### Problem to solve
Where the records appear below, transcribe them exactly, leaving none out.

[Stored data entries]
+--

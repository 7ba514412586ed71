//! The device (firmware) end of a vring.

use core::{fmt, ptr::NonNull};

use portable_atomic::Ordering;

use crate::{
    desc::{AvailFlags, DescFlags, UsedElem, UsedFlags},
    errors::{ConfigError, RingError},
    layout::{Layout, MAX_DESCRIPTORS},
    raw::RawRing,
};

/// The device end of a vring.
///
/// A `Vring` overlays memory it does not own: the host placed the descriptor
/// table and both rings in a carveout and told the firmware where through the
/// resource table. The `Vring` only ever writes the used ring and its own
/// private bookkeeping:
///
/// * `last_avail`, how far into the available ring buffers have been taken,
/// * `used_idx`, how many buffers have been handed back, and
/// * the set of descriptors that have been taken but not handed back yet.
///
/// None of these are ever written to shared memory, other than publishing
/// `used_idx` as the used ring's index.
pub struct Vring {
    raw: RawRing,
    last_avail: u16,
    used_idx: u16,
    claims: Claims,
}

/// A buffer taken from the available ring with [`Vring::get_buffer`].
///
/// A `Buffer` is a receipt for a descriptor the device now holds. It is not
/// `Copy`: pass it back to [`Vring::release`] exactly once, or release the
/// descriptor by address with [`Vring::put_buffer`].
#[derive(Clone, PartialEq, Eq)]
#[must_use = "a buffer that is never released is never returned to the host"]
pub struct Buffer {
    id: u16,
    addr: u64,
    len: u32,
    flags: DescFlags,
}

/// Descriptors taken from the available ring and not yet returned.
#[derive(Clone, Default)]
struct Claims([u64; MAX_DESCRIPTORS as usize / 64]);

+--

### Task output
repository 7ba514412586ed71
//! The device (firmware) end of a vring.

use core::{fmt, ptr::NonNull};

use portable_atomic::Ordering;

use crate::{
    desc::{AvailFlags, DescFlags, UsedElem, UsedFlags},
    errors::{ConfigError, RingError},
    layout::{Layout, MAX_DESCRIPTORS},
    raw::RawRing,
};

/// The device end of a vring.
///
/// A `Vring` overlays memory it does not own: the host placed the descriptor
/// table and both rings in a carveout and told the firmware where through the
/// resource table. The `Vring` only ever writes the used ring and its own
/// private bookkeeping:
///
/// * `last_avail`, how far into the available ring buffers have been taken,
/// * `used_idx`, how many buffers have been handed back, and
/// * the set of descriptors that have been taken but not handed back yet.
///
/// None of these are ever written to shared memory, other than publishing
/// `used_idx` as the used ring's index.
pub struct Vring {
    raw: RawRing,
    last_avail: u16,
    used_idx: u16,
    claims: Claims,
}

/// A buffer taken from the available ring with [`Vring::get_buffer`].
///
/// A `Buffer` is a receipt for a descriptor the device now holds. It is not
/// `Copy`: pass it back to [`Vring::release`] exactly once, or release the
/// descriptor by address with [`Vring::put_buffer`].
#[derive(Clone, PartialEq, Eq)]
#[must_use = "a buffer that is never released is never returned to the host"]
pub struct Buffer {
    id: u16,
    addr: u64,
    len: u32,
    flags: DescFlags,
}

/// Descriptors taken from the available ring and not yet returned.
#[derive(Clone, Default)]
struct Claims([u64; MAX_DESCRIPTORS as usize / 64]);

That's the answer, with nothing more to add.